Watch Out for Thefts Like These
Here’s a sample of the way identity thieves commit their crimes:
- File a change of address form in your name to
divert mail and gather personal and financial
data
- Steal credit card payments and other outgoing
mail from private, curbside mailboxes
- Lift driver’s license numbers, Social Security
numbers, phone numbers, or other identifiers
from checks
- Steal mail, especially envelopes containing bill
payments, from unlocked, unguarded, “out
boxes” at work
- Go “dumpster diving” by digging through
garbage cans or communal dumpsters in search
of cancelled checks, credit card and bank statements,
or preapproved credit card offers
- Steal discarded applications for preapproved
credit cards and fill them out with a different
address
- Steal wallets and purses—and all the credit and
identification cards inside them
- Take important documents such as birth certificates,
passports, copies of tax returns and the
like during a burglary of your house
- Steal Social Security cards
- Steal the Social Security numbers and identities
of children who are especially vulnerable
because they don’t have credit histories
and it may be many years before the theft is
discovered
- Lift names and Social Security numbers
from such documents as a driver’s license,
employee badge, student ID card, check, or
medical chart
- Use personal information from a Who’s
Who book or a newspaper article
- Use the personal information of a relative or
someone he or she knows well, perhaps by
being a frequent visitor to their home
- Pretend to be government officials or legitimate
business people who need to gather
personal information from credit reporting
agencies or other sources
- Hack into a computer that contains your
personal records and steal the data
- Buy records stolen by a fellow employee
who’s been bribed
- “Shoulder surf” by watching from a nearby
location as he or she punches in a telephone
calling card number or listens in on a conversation
in which the victim provides a
credit card number over the telephone in a
public place
- Use the camera in a cell phone to photograph
someone’s credit card or ATM card while he or
she is using an ATM machine or buying something
in a store
- “Phish” by sending a legitimate-looking email
that directs you to a phony website that looks
legitimate and asks for your personal and
financial data
- “Pharm,” a tactic by which criminals “hijack”

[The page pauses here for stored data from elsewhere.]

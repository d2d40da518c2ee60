//! The submission pipeline and its sibling entry points.

use std::collections::HashMap;
use std::sync::Arc;
use std::sync::Mutex;

use bitcoin::Txid;
use log::debug;
use log::info;
use opns_common::Outpoint;
use opns_common::Score;
use opns_protocol::beef::parse_beef;
use opns_protocol::beef::MerklePath;
use opns_storage::Output;
use opns_storage::OverlayStore;

use crate::EngineError;
use crate::LookupAnswer;
use crate::LookupQuestion;
use crate::LookupService;
use crate::Steak;
use crate::SubmitMode;
use crate::SyncUtxo;
use crate::TaggedBeef;
use crate::TopicManager;

/// The process-wide overlay engine. One per node; storage and lookup
/// services are injected once at construction and shared by every request.
pub struct Engine<S: OverlayStore> {
    storage: Arc<S>,
    managers: HashMap<String, Box<dyn TopicManager>>,
    lookup_services: HashMap<String, Arc<dyn LookupService>>,
    /// Serialises submissions: each one holds storage and the indexes
    /// exclusively while its state transitions run.
    submission: Mutex<()>,
}

impl<S: OverlayStore> Engine<S> {
    pub fn new(storage: Arc<S>) -> Engine<S> {
        Engine {
            storage,
            managers: HashMap::new(),
            lookup_services: HashMap::new(),
            submission: Mutex::new(()),
        }
    }

    pub fn with_manager(mut self, topic: &str, manager: Box<dyn TopicManager>) -> Self {
        self.managers.insert(topic.to_string(), manager);
        self
    }

    pub fn with_lookup_service(mut self, name: &str, service: Arc<dyn LookupService>) -> Self {
        self.lookup_services.insert(name.to_string(), service);
        self
    }

    pub fn storage(&self) -> &Arc<S> {
        &self.storage
    }

    /// Runs admission for every tagged topic and persists the results.
    ///
    /// Idempotent per (transaction, topic): a transaction already recorded
    /// as applied yields empty instructions for that topic. The applied
    /// marker is written only after every other write of the pipeline, so a
    /// crash mid-submission replays cleanly.
    pub fn submit(
        &self,
        tagged: &TaggedBeef,
        mode: SubmitMode,
        on_steak_ready: Option<&dyn Fn(&Steak)>,
    ) -> Result<Steak, EngineError> {
        let _guard = self.submission.lock().expect("poisoned submission lock");

        let (beef, subject) = parse_beef(&tagged.beef)?;
        let txid = subject
            .or_else(|| beef.last_txid())
            .ok_or(EngineError::Beef(
                opns_protocol::beef::BeefError::UnexpectedEof,
            ))?;
        let tx = beef
            .find_transaction(&txid)
            .ok_or(EngineError::Beef(
                opns_protocol::beef::BeefError::UnknownSubject(txid),
            ))?
            .clone();

        // Confirmation position from the subject's merkle path, if it has
        // one yet.
        let (block_height, block_idx) = beef
            .bump_for(&txid)
            .and_then(|bump| {
                bump.block_index_of(&txid)
                    .map(|idx| (bump.block_height, idx))
            })
            .unwrap_or((0, 0));

        let ancillary_txids: Vec<Txid> = {
            let mut txids: Vec<Txid> = Vec::new();
            for input in &tx.input {
                let source = input.previous_output.txid;
                if source != txid && !txids.contains(&source) {
                    txids.push(source);
                }
            }
            txids
        };

        let mut steak = Steak::new();
        for topic in &tagged.topics {
            let manager = self
                .managers
                .get(topic)
                .ok_or_else(|| EngineError::UnknownTopic(topic.clone()))?;

            if self
                .storage
                .does_applied_transaction_exist(topic, &txid)
                .map_err(EngineError::storage)?
            {
                debug!("{txid} already applied to {topic}, skipping");
                steak.insert(topic.clone(), Default::default());
                continue;
            }

            // Which of the inputs spend coins we admitted earlier.
            let mut previous_coins = Vec::new();
            for (vin, input) in tx.input.iter().enumerate() {
                let outpoint = Outpoint::from(input.previous_output);
                if self
                    .storage
                    .find_output(&outpoint, Some(topic), None, false)
                    .map_err(EngineError::storage)?
                    .is_some()
                {
                    previous_coins.push(vin as u32);
                }
            }

            let admit = manager.identify_admissable_outputs(&tagged.beef, &previous_coins)?;

            // Every consumed topic coin is marked spent; spent coins stay
            // around until an explicit purge.
            let consumed: Vec<Outpoint> = previous_coins
                .iter()
                .map(|vin| Outpoint::from(tx.input[*vin as usize].previous_output))
                .collect();
            if !consumed.is_empty() {
                self.storage
                    .mark_utxos_as_spent(&consumed, topic)
                    .map_err(EngineError::storage)?;
                for service in self.lookup_services.values() {
                    service.outputs_spent(&consumed, topic)?;
                }
            }

            let admitted: Vec<Outpoint> = admit
                .outputs_to_admit
                .iter()
                .map(|vout| Outpoint::new(txid, *vout))
                .collect();

            for &vout in &admit.outputs_to_admit {
                let txout = tx
                    .output
                    .get(vout as usize)
                    .ok_or(EngineError::MissingOutput(vout))?;
                let output = Output {
                    outpoint: Outpoint::new(txid, vout),
                    topic: topic.clone(),
                    satoshis: txout.value.to_sat(),
                    script: txout.script_pubkey.clone(),
                    spent: false,
                    outputs_consumed: consumed.clone(),
                    consumed_by: Vec::new(),
                    ancillary_txids: ancillary_txids.clone(),
                    ancillary_beef: Vec::new(),
                    block_height,
                    block_idx,
                    beef: tagged.beef.clone(),
                };
                self.storage
                    .insert_output(&output)
                    .map_err(EngineError::storage)?;
                for service in self.lookup_services.values() {
                    service.output_added(
                        &output.outpoint,
                        &txout.script_pubkey,
                        topic,
                        block_height,
                        block_idx,
                    )?;
                }
            }

            // Back-links from the consumed coins to their consumers.
            for outpoint in &consumed {
                if let Some(existing) = self
                    .storage
                    .find_output(outpoint, Some(topic), None, false)
                    .map_err(EngineError::storage)?
                {
                    let mut consumed_by = existing.consumed_by;
                    for admitted_outpoint in &admitted {
                        if !consumed_by.contains(admitted_outpoint) {
                            consumed_by.push(*admitted_outpoint);
                        }
                    }
                    self.storage
                        .update_consumed_by(outpoint, topic, &consumed_by)
                        .map_err(EngineError::storage)?;
                }
            }

            // Last write: the idempotence marker.
            self.storage
                .insert_applied_transaction(topic, &txid)
                .map_err(EngineError::storage)?;
            info!(
                "applied {txid} to {topic} ({mode:?}): admitted {:?}",
                admit.outputs_to_admit
            );
            steak.insert(topic.clone(), admit);
        }

        if let Some(hook) = on_steak_ready {
            hook(&steak);
        }
        Ok(steak)
    }

    /// Routes a query to the named lookup service.
    pub fn lookup(&self, question: &LookupQuestion) -> Result<LookupAnswer, EngineError> {
        let service = self
            .lookup_services
            .get(&question.service)
            .ok_or_else(|| EngineError::UnknownService(question.service.clone()))?;
        service.lookup(question)
    }

    /// Applies a freshly learned merkle path to every record of `txid` and
    /// re-scores the affected index entries.
    pub fn handle_new_merkle_proof(
        &self,
        txid: &Txid,
        proof: &MerklePath,
    ) -> Result<(), EngineError> {
        let _guard = self.submission.lock().expect("poisoned submission lock");

        let block_idx = proof.block_index_of(txid).ok_or(EngineError::Beef(
            opns_protocol::beef::BeefError::TxidNotInPath(*txid),
        ))?;

        let outputs = self
            .storage
            .find_outputs_for_transaction(txid, false)
            .map_err(EngineError::storage)?;
        if outputs.is_empty() {
            return Err(EngineError::OutputNotFound(Outpoint::new(*txid, 0)));
        }
        for output in outputs {
            self.storage
                .update_output_block_height(
                    &output.outpoint,
                    &output.topic,
                    proof.block_height,
                    block_idx,
                    &output.ancillary_beef,
                )
                .map_err(EngineError::storage)?;
            for service in self.lookup_services.values() {
                service.output_block_height_updated(
                    &output.outpoint,
                    proof.block_height,
                    block_idx,
                )?;
            }
        }
        Ok(())
    }

    /// Initial sync handshake: the topic membership from `since` onwards.
    pub fn provide_foreign_sync_response(
        &self,
        topic: &str,
        since: Score,
    ) -> Result<Vec<SyncUtxo>, EngineError> {
        let outputs = self
            .storage
            .find_utxos_for_topic(topic, since, false)
            .map_err(EngineError::storage)?;
        Ok(outputs
            .iter()
            .map(|output| SyncUtxo {
                outpoint: output.outpoint,
                score: output.score(),
            })
            .collect())
    }

    /// Node-by-node sync pull: the atomic envelope for one outpoint.
    pub fn provide_foreign_gasp_node(&self, outpoint: &Outpoint) -> Result<Vec<u8>, EngineError> {
        let output = self
            .storage
            .find_output(outpoint, None, None, true)
            .map_err(EngineError::storage)?
            .ok_or(EngineError::OutputNotFound(*outpoint))?;
        let (mut beef, _) = parse_beef(&output.beef)?;
        if !output.ancillary_beef.is_empty() {
            beef.merge_beef_bytes(&output.ancillary_beef)?;
        }
        Ok(beef.to_atomic_bytes(&outpoint.txid)?)
    }
}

whole domains to their own sites and gather
the personal and financial data of users who
believe they’re communicating through their
customary service provider
- Send fraudulent spam emails that promise
huge prizes or bargains in return for personal
and financial information
- “Skim,” in which a dishonest merchant
secretly copies the magnetic strip on the
back of your credit or debit card in order to
make a counterfeit card that can then be
sold
- Send a fake electronic IRS form to gather
personal information and financial data
(Note: The IRS never requests information by email.)